Die Zwanzigerjahre in Paris

Victor Marguerittes wiederentdeckter Roman erzählt von einer jungen Frau, die mit bürgerlichen Konventionen bricht und ein emanzipiertes Leben führt - nicht zufällig im Paris der wilden Zwanzigerjahre. "La Garçonne" überzeugt noch heute durch seine Liberalität und Menschenfreundlichkeit.

Von Dirk Fuhrig | 24.04.2020
Der französische Schriftsteller Victor Margueritte, Autor des Buchs "La Garçonne"

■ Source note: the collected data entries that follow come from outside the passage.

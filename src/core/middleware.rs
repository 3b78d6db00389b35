use axum::{
    body::Body,
    extract::Request,
    http::{header, HeaderValue, StatusCode},
    middleware::Next,
    response::Response,
};
use base64::prelude::*;
use std::sync::Arc;
use tower_http::cors::{AllowOrigin, Any, CorsLayer};
use tower_http::request_id::{MakeRequestId, RequestId};
use tracing::Span;
use uuid::Uuid;

/// Request ID generator using UUID v7 (time-ordered)
#[derive(Clone, Copy)]
pub struct MakeRequestUuid;

impl MakeRequestId for MakeRequestUuid {
    fn make_request_id<B>(&mut self, _request: &axum::http::Request<B>) -> Option<RequestId> {
        let id = Uuid::now_v7().to_string();
        HeaderValue::from_str(&id).ok().map(RequestId::new)
    }
}

/// Custom MakeSpan that includes request_id in the tracing span
#[derive(Clone, Debug)]
pub struct MakeSpanWithRequestId;

impl<B> tower_http::trace::MakeSpan<B> for MakeSpanWithRequestId {
    fn make_span(&mut self, request: &axum::http::Request<B>) -> Span {
        let request_id = request
            .headers()
            .get("x-request-id")
            .and_then(|v| v.to_str().ok())
            .unwrap_or("-");

        tracing::info_span!(
            "request",
            method = %request.method(),
            uri = %request.uri(),
            request_id = %request_id,
        )
    }
}

pub fn cors_layer(allowed_origins: Vec<String>) -> CorsLayer {
    let cors = CorsLayer::new().allow_methods(Any).allow_headers(Any);

    // If origins list contains "*", allow any origin
    if allowed_origins.iter().any(|o| o == "*") {
        cors.allow_origin(Any)
    } else {
        let origins: Vec<HeaderValue> = allowed_origins
            .iter()
            .filter_map(|o| o.parse().ok())
            .collect();
        cors.allow_origin(AllowOrigin::list(origins))
    }
}

/// Check a `Basic` authorization header against "username:password"
fn basic_credentials_match(auth_header: Option<&str>, expected: &str) -> bool {
    auth_header
        .and_then(|h| h.strip_prefix("Basic "))
        .and_then(|encoded| BASE64_STANDARD.decode(encoded).ok())
        .and_then(|decoded| String::from_utf8(decoded).ok())
        .is_some_and(|creds| creds == expected)
}

pub fn basic_auth_middleware(
    valid_credentials: Arc<String>,
) -> impl Fn(
    Request,
    Next,
)
    -> std::pin::Pin<Box<dyn std::future::Future<Output = Result<Response, Response>> + Send>>
       + Clone {
    move |req: Request, next: Next| {
        let credentials = valid_credentials.clone();
        Box::pin(async move {
            let auth_header = req
                .headers()
                .get(header::AUTHORIZATION)
                .and_then(|header| header.to_str().ok());

            if basic_credentials_match(auth_header, &credentials) {
                return Ok(next.run(req).await);
            }

            let mut response = Response::new(Body::from("Unauthorized"));
            *response.status_mut() = StatusCode::UNAUTHORIZED;
            response.headers_mut().insert(
                header::WWW_AUTHENTICATE,
                HeaderValue::from_static("Basic realm=\"Swagger UI\""),
            );

            Err(response)
        })
    }
}

#[cfg(test)]
mod tests {
    use super::*;

    #[test]
    fn test_basic_credentials_match() {
        let encoded = BASE64_STANDARD.encode("admin:secret");
        let header = format!("Basic {}", encoded);

        assert!(basic_credentials_match(Some(&header), "admin:secret"));
        assert!(!basic_credentials_match(Some(&header), "admin:other"));
        assert!(!basic_credentials_match(Some("Bearer abc"), "admin:secret"));
        assert!(!basic_credentials_match(Some("Basic !!!"), "admin:secret"));
        assert!(!basic_credentials_match(None, "admin:secret"));
    }
}
use chrono::{DateTime, Utc};
use sqlx::FromRow;

/// Database model for a car in a user's garage
#[derive(Debug, Clone, PartialEq, FromRow)]
pub struct Car {
    pub id: String,
    pub user_id: String,
    pub make: String,
    pub model: String,
    pub color: String,
    pub year: i32,
    pub image_url: Option<String>,
    pub created_at: DateTime<Utc>,
    pub updated_at: Option<DateTime<Utc>>,
}
//! Forest assembly from flat parent-pointer lists.
//!
//! Both the plain mod catalog and the per-car status list are stored flat,
//! each row carrying an optional parent id. [`build_forest`] nests them using
//! an id index built once per call, so finding a node's parent or children is
//! a map lookup rather than a rescan of the list.
//!
//! Rows whose ancestor chain ends at an id that is not in the list are left
//! out of the forest and reported in [`Forest::detached`]. A chain that loops
//! back on itself is rejected with [`TreeError::Cycle`].

use std::cmp::Ordering;
use std::collections::{HashMap, HashSet};

use thiserror::Error;

/// A row that can be placed in a forest by its parent reference
pub trait TreeItem {
    fn node_id(&self) -> &str;
    fn parent_node_id(&self) -> Option<&str>;
}

#[derive(Debug, Clone, PartialEq)]
pub struct TreeNode<T> {
    pub item: T,
    pub children: Vec<TreeNode<T>>,
}

impl<T> TreeNode<T> {
    /// Number of nodes in this subtree, including itself
    pub fn size(&self) -> usize {
        1 + self.children.iter().map(TreeNode::size).sum::<usize>()
    }

    /// Stable sort of children at every level
    pub fn sort_recursive_by<F>(&mut self, compare: &F)
    where
        F: Fn(&T, &T) -> Ordering,
    {
        sort_forest_by(&mut self.children, compare);
    }
}

/// Stable sort of a list of roots and, recursively, of all their children
pub fn sort_forest_by<T, F>(nodes: &mut [TreeNode<T>], compare: &F)
where
    F: Fn(&T, &T) -> Ordering,
{
    nodes.sort_by(|a, b| compare(&a.item, &b.item));
    for node in nodes.iter_mut() {
        node.sort_recursive_by(compare);
    }
}

/// A row excluded from the forest because an ancestor id does not exist
#[derive(Debug, Clone, PartialEq, Eq)]
pub struct Detached {
    pub id: String,
    /// First id on the parent chain that could not be resolved
    pub missing_ancestor_id: String,
}

#[derive(Debug, Clone, PartialEq)]
pub struct Forest<T> {
    pub roots: Vec<TreeNode<T>>,
    pub detached: Vec<Detached>,
}

impl<T> Forest<T> {
    /// Number of nodes attached under some root
    pub fn node_count(&self) -> usize {
        self.roots.iter().map(TreeNode::size).sum()
    }
}

#[derive(Debug, Clone, PartialEq, Eq, Error)]
pub enum TreeError {
    #[error("duplicate id '{0}' in tree input")]
    DuplicateId(String),

    #[error("parent cycle detected: {}", .path.join(" -> "))]
    Cycle { path: Vec<String> },
}

#[derive(Debug, Clone)]
enum Reach {
    Rooted,
    Dangling(String),
}

/// Nest a flat list into a forest.
///
/// Roots keep input order, as do the children of each node.
pub fn build_forest<T: TreeItem>(items: Vec<T>) -> Result<Forest<T>, TreeError> {
    let ids: Vec<String> = items.iter().map(|i| i.node_id().to_string()).collect();

    let mut index: HashMap<&str, usize> = HashMap::with_capacity(ids.len());
    for (pos, id) in ids.iter().enumerate() {
        if index.insert(id.as_str(), pos).is_some() {
            return Err(TreeError::DuplicateId(id.clone()));
        }
    }

    // Resolve each parent reference to a position once
    let mut parents: Vec<Option<Result<usize, String>>> = Vec::with_capacity(items.len());
    for item in &items {
        parents.push(item.parent_node_id().map(|pid| match index.get(pid) {
            Some(&pos) => Ok(pos),
            None => Err(pid.to_string()),
        }));
    }

    let reach = classify(&ids, &parents)?;

    let mut children: HashMap<usize, Vec<usize>> = HashMap::new();
    let mut root_positions = Vec::new();
    let mut detached = Vec::new();
    for (pos, parent) in parents.iter().enumerate() {
        match &reach[pos] {
            Reach::Dangling(missing) => detached.push(Detached {
                id: ids[pos].clone(),
                missing_ancestor_id: missing.clone(),
            }),
            Reach::Rooted => match parent {
                None => root_positions.push(pos),
                Some(Ok(parent_pos)) => children.entry(*parent_pos).or_default().push(pos),
                // An unresolved parent always classifies as Dangling
                Some(Err(_)) => {}
            },
        }
    }

    let mut slots: Vec<Option<T>> = items.into_iter().map(Some).collect();
    let roots = root_positions
        .into_iter()
        .map(|pos| attach(pos, &mut slots, &children, &ids))
        .collect::<Result<Vec<_>, _>>()?;

    Ok(Forest { roots, detached })
}

/// Walk every parent chain, memoising whether it ends at a root or at a
/// missing id. Fails on the first chain that revisits a node.
fn classify(
    ids: &[String],
    parents: &[Option<Result<usize, String>>],
) -> Result<Vec<Reach>, TreeError> {
    let mut reach: Vec<Option<Reach>> = vec![None; ids.len()];

    for start in 0..ids.len() {
        let mut path: Vec<usize> = Vec::new();
        let mut on_path: HashSet<usize> = HashSet::new();
        let mut current = start;

        let outcome = loop {
            if let Some(known) = &reach[current] {
                break known.clone();
            }
            if !on_path.insert(current) {
                let cycle_start = path.iter().position(|&p| p == current).unwrap_or(0);
                let mut cycle: Vec<String> =
                    path[cycle_start..].iter().map(|&p| ids[p].clone()).collect();
                cycle.push(ids[current].clone());
                return Err(TreeError::Cycle { path: cycle });
            }
            path.push(current);

            match &parents[current] {
                None => break Reach::Rooted,
                Some(Ok(parent_pos)) => current = *parent_pos,
                Some(Err(missing)) => break Reach::Dangling(missing.clone()),
            }
        };

        for pos in path {
            reach[pos] = Some(outcome.clone());
        }
    }

    Ok(reach
        .into_iter()
        .map(|r| r.unwrap_or(Reach::Rooted))
        .collect())
}

fn attach<T>(
    pos: usize,
    slots: &mut [Option<T>],
    children: &HashMap<usize, Vec<usize>>,
    ids: &[String],
) -> Result<TreeNode<T>, TreeError> {
    // Taking the slot doubles as the visited mark
    let item = slots[pos].take().ok_or_else(|| TreeError::Cycle {
        path: vec![ids[pos].clone(), ids[pos].clone()],
    })?;

    let child_nodes = match children.get(&pos) {
        Some(list) => list
            .iter()
            .map(|&child| attach(child, slots, children, ids))
            .collect::<Result<Vec<_>, _>>()?,
        None => Vec::new(),
    };

    Ok(TreeNode {
        item,
        children: child_nodes,
    })
}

"La Garçonne" verursachte bei der Veröffentlichung einen Skandal - und machte den Schriftsteller Victor Margueritte reich (imago stock&people)
Victor Marguerittes Roman spielt in einer Zeit der Umbrüche. Der Erste Weltkrieg hatte nicht nur die politische Ordnung in Europa durcheinander gebracht. Nach der militärischen Katastrophe orientierte sich die Gesellschaft neu. Auch viele gesellschaftliche Konventionen wirkten auf die nachwachsende Generation hohl und abgestanden. Alte Gewissheiten und Tabus zerbrachen, neue Freiheiten für Frauen und Homosexuelle taten sich gerade in Paris auf - und nicht nur im legendären Berlin der Zwanziger-Jahre.
"La Garçonne" schildert in befreiender Offenheit, wie sich eine junge Frau aus den Fesseln der familiären Zwänge befreit und ihre Sexualität nach eigenem Gusto auslebt. Die Romanheldin Monique Lerbier weigert sich, die von ihrem Vater arrangierte Ehe zu schließen. Sie verlässt die Familie und beginnt ein Verhältnis mit einer deutlich älteren Revuetänzerin.
"Seitdem sie mit Niquette eine wilde Ehe, und zwar eine sehr glückliche, führte, hatte Monique oft mit Männern getanzt. Es waren die einzigen Partner, abgesehen von einigen erprobten Freundinnen, die ihr Niquettes Eifersucht gestattete - eine Eifersucht, die Monique gefiel und die sie als Liebesbeweis empfand. Nur ehrliche Leidenschaft konnte eine so ausschließliche Zärtlichkeit hervorbringen."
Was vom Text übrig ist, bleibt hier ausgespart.